Gosh I discovered that this thing has a built-in phone centre, a fax machine. Turning it into a media center is a good idea too. Thanks for your suggestion.


----------



## iaavagent (Jan 11, 2004)

I had two real old ones. I removed the hard drives {both dead} and took them apart
just to see what they looked like inside.{form factor difference} Surprised to see one shiney platter in both although the hp platter {micro factor} twice the size of the WD! Both under 6gigs! 
Then I donated the balance of the units to Good Will! Learned something and shared something!


----------



## karnak (Apr 25, 2005)

How bout a boat anchor??????????


----------



## justfoo (Dec 31, 2004)

karnak said:


> How bout a boat anchor??????????


Curses! you beat me to that suggestion.


----------



## wolfworx (Oct 2, 2001)

Here's an idea. Turn the old computer into a dedicated juke box! Store all your MP3 music on it and put a monitor and mouse on the bar in your rec-room. Your guests can cue in their favorites at your next party. :up:


----------



## anthonyb (Feb 21, 2005)

Turn it into a garage/basement/den jukebox. You can get a great surround sound speaker system with powered subwoofer, pretty cheap when on sale at Best Buy/Circuit City/Staples and then all your music can be played using playlists that you create. Click a button and you have unlimited hours of music

Enjoy ---


----------



## icemncmth (May 2, 2005)

I would make a firewall out of it...make sure it has 2 NIC cards in it and download "smoothwall"....
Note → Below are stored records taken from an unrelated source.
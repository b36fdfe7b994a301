//! Verse Transplant Pipeline
//!
//! Aligns a partially annotated source edition against a fully annotated
//! reference edition verse by verse and transplants the reference annotations.

use clap::{Parser, Subcommand};
use std::path::{Path, PathBuf};
use std::time::Instant;
use tracing::info;

use verse_transplant::align::{align_keys, align_verse};
use verse_transplant::config::{book_name_map, load_params};
use verse_transplant::corpus::check_alignment_rate;
use verse_transplant::db::{load_book_names, load_corpus_stats, load_reference_words, load_source_words};
use verse_transplant::models::AlignmentParams;
use verse_transplant::output::{
    format_span, print_corpus_stats, print_gap_summary, print_run_summary, print_summary,
    write_outputs,
};
use verse_transplant::pipeline::run_pipeline;

#[derive(Parser)]
#[command(name = "verse-transplant")]
#[command(about = "Verse-level word alignment and annotation transplant")]
#[command(version)]
struct Cli {
    #[command(subcommand)]
    command: Commands,
}

#[derive(Subcommand)]
enum Commands {
    /// Align both editions, group gaps, and transplant annotations
    ///
    /// Parameters default to AlignmentParams::default(), then the --config file,
    /// then any flag given explicitly.
    Run {
        /// Path to corpus.db
        #[arg(long)]
        corpus_db: PathBuf,

        /// Directory for the output tables
        #[arg(long)]
        output_dir: PathBuf,

        /// JSON parameter file
        #[arg(long)]
        config: Option<PathBuf>,

        /// Key feature, repeatable, in order [default: surface]
        #[arg(long = "feature")]
        features: Vec<String>,

        /// Largest span counted as a short phrase [default: 5]
        #[arg(long)]
        short_phrase_max: Option<usize>,

        /// First minted clause id [default: 1000000]
        #[arg(long)]
        clause_offset: Option<u64>,

        /// First minted phrase id [default: 2000000]
        #[arg(long)]
        phrase_offset: Option<u64>,

        /// Fail when any book aligns below this percentage
        #[arg(long)]
        min_alignment_rate: Option<f64>,

        /// Suppress progress output
        #[arg(long)]
        quiet: bool,

        /// Print the first N spans to console
        #[arg(long)]
        show_spans: Option<usize>,
    },

    /// Align a single verse and print the result
    Verse {
        /// Path to corpus.db
        #[arg(long)]
        corpus_db: PathBuf,

        /// Source book code
        #[arg(long)]
        book: String,

        #[arg(long)]
        chapter: u32,

        #[arg(long)]
        verse: u32,

        /// JSON parameter file
        #[arg(long)]
        config: Option<PathBuf>,

        /// Key feature, repeatable, in order [default: surface]
        #[arg(long = "feature")]
        features: Vec<String>,
    },

    /// Show corpus statistics
    Stats {
        /// Path to corpus.db
        #[arg(long)]
        corpus_db: PathBuf,
    },

    /// Benchmark verse alignment performance
    Benchmark {
        /// Number of alignment iterations
        #[arg(long, default_value = "100000")]
        iterations: usize,

        /// Words per verse
        #[arg(long, default_value = "30")]
        size: usize,
    },
}

fn load_base_params(config: Option<&Path>) -> Result<AlignmentParams, Box<dyn std::error::Error>> {
    match config {
        Some(path) => Ok(load_params(path)?),
        None => Ok(AlignmentParams::default()),
    }
}

fn main() -> Result<(), Box<dyn std::error::Error>> {
    tracing_subscriber::fmt()
        .with_env_filter(
            tracing_subscriber::EnvFilter::try_from_default_env()
                .unwrap_or_else(|_| "info".into()),
        )
        .with_writer(std::io::stderr)
        .init();

    let cli = Cli::parse();

    match cli.command {
        Commands::Run {
            corpus_db,
            output_dir,
            config,
            features,
            short_phrase_max,
            clause_offset,
            phrase_offset,
            min_alignment_rate,
            quiet,
            show_spans,
        } => {
            let base = load_base_params(config.as_deref())?;

            // Overlay user-specified values onto the loaded params
            let mut params = AlignmentParams {
                feature_names: if features.is_empty() {
                    base.feature_names
                } else {
                    features
                },
                min_alignment_rate: min_alignment_rate.or(base.min_alignment_rate),
                ..base
            };
            if let Some(max) = short_phrase_max {
                params.span_policy.short_phrase_max = max;
            }
            if let Some(offset) = clause_offset {
                params.namespaces.clause_offset = offset;
            }
            if let Some(offset) = phrase_offset {
                params.namespaces.phrase_offset = offset;
            }

            let start = Instant::now();
            let source = load_source_words(&corpus_db)?;
            let reference = load_reference_words(&corpus_db)?;
            let books = book_name_map(&params, load_book_names(&corpus_db)?);

            let output = run_pipeline(&source, &reference, &books, &params, !quiet)?;
            let written = write_outputs(&output, &output_dir)?;
            info!(
                files = written.len(),
                elapsed_ms = start.elapsed().as_millis() as u64,
                "outputs written"
            );

            if !quiet {
                print_summary(&output.alignment.stats);
                print_gap_summary(&output.gap_summary, &output.spans);
                print_run_summary(&output.summary);
                eprintln!("\nOutput: {}", output_dir.display());
            }

            if let Some(limit) = show_spans {
                println!("\n=== Sample Spans ===");
                for span in output.spans.iter().take(limit) {
                    println!("  {}", format_span(span));
                }
            }

            // Acceptance check runs after the tables are on disk so they can be inspected
            if let Some(min_rate) = params.min_alignment_rate {
                check_alignment_rate(&output.alignment.stats, min_rate)?;
            }
        }

        Commands::Verse {
            corpus_db,
            book,
            chapter,
            verse,
            config,
            features,
        } => {
            let params = load_base_params(config.as_deref())?;
            let feature_names = if features.is_empty() {
                params.feature_names.clone()
            } else {
                features
            };
            let books = book_name_map(&params, load_book_names(&corpus_db)?);
            let reference_book = books.resolve(&book).to_string();

            let mut source = load_source_words(&corpus_db)?;
            source.retain(|w| w.book == book && w.chapter == chapter && w.verse == verse);
            source.sort_by_key(|w| w.rank);
            let mut reference = load_reference_words(&corpus_db)?;
            reference.retain(|w| w.book == reference_book && w.chapter == chapter && w.verse == verse);
            reference.sort_by_key(|w| w.rank);

            let alignment = align_verse(&source, &reference, &feature_names);

            println!("=== {} {}:{} ({}) ===", book, chapter, verse, reference_book);
            println!(
                "Source words: {}  Reference words: {}  Aligned: {}",
                source.len(),
                reference.len(),
                alignment.pairs.len()
            );
            for &(si, ri) in &alignment.pairs {
                let s = &source[si];
                let r = &reference[ri];
                println!("  {:>3} {:<20} = {:>3} {} [{}]", s.rank, s.surface, r.rank, r.surface, r.node_id);
            }
            for &si in &alignment.source_gaps {
                let s = &source[si];
                println!("  {:>3} {:<20} - (source only) [{}]", s.rank, s.surface, s.word_id);
            }
            for &ri in &alignment.reference_gaps {
                let r = &reference[ri];
                println!("    - {:<20}   {:>3} {} (reference only)", "", r.rank, r.surface);
            }
        }

        Commands::Stats { corpus_db } => {
            let stats = load_corpus_stats(&corpus_db)?;
            print_corpus_stats(&stats);
        }

        Commands::Benchmark { iterations, size } => {
            run_benchmark(iterations, size);
        }
    }

    Ok(())
}

/// Run verse alignment benchmark to measure performance.
fn run_benchmark(iterations: usize, size: usize) {
    println!("=== Verse Alignment Benchmark ===");
    println!("Iterations: {}", iterations);
    println!("Words per verse: {}", size);

    let identical: Vec<u32> = (0..size as u32).collect();
    let partial: Vec<u32> = (0..size as u32)
        .map(|i| if i % 10 < 7 { i } else { i + 10000 })
        .collect();
    let no_match: Vec<u32> = (10000..10000 + size as u32).collect();

    let cases = [
        ("Identical verses", &identical),
        ("70% match verses", &partial),
        ("No match verses", &no_match),
    ];

    for (label, reference) in cases {
        println!("\n{}:", label);
        let start = Instant::now();
        let mut aligned = 0usize;
        for _ in 0..iterations {
            aligned += align_keys(&identical, reference).pairs.len();
        }
        let elapsed = start.elapsed();
        let per_alignment = elapsed.as_secs_f64() / iterations.max(1) as f64;
        println!("  Total time: {:.3}s", elapsed.as_secs_f64());
        println!("  Per verse: {:.3}us", per_alignment * 1_000_000.0);
        println!("  Verses/sec: {:.0}", 1.0 / per_alignment.max(f64::MIN_POSITIVE));
        println!("  Aligned words: {}", aligned / iterations.max(1));
    }
}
Running a hardware firewall ..then you remove or disable the firewall on your current computer..this will speed things up!..

And the software for the firewall is free!


-Ice


----------



## deepdiver01 (Dec 23, 2004)

I had a problem with some spam the other day.

Decided to see what was behind it.

Fired up the old MMX with a clean (I hope) 6gig hard drive; threw Win9x, IE6, and the modem driver into it and waited for something to happen without any protection.

Was able to identify the source of the rubbish as well as attract some real nasties to practice on removing by old forum threads and other bits and pieces found about the place. Fdisk works fine if you fail in the attempt.

Am learning heaps.


----------



## anthonyb (Feb 21, 2005)

Hello deepdiver --

Read your post and wondered if you knew where I could obtain instructions to do an Fdisk.

Thanks for your time --


----------



## Kenny94 (Dec 16, 2004)

Here's one for U AT: http://www.perfectdrivers.com/howto/fdisk-format.html


----------



## anthonyb (Feb 21, 2005)

Kenny --

Thank you very much. I just went to that Site and it appears to be very well explained.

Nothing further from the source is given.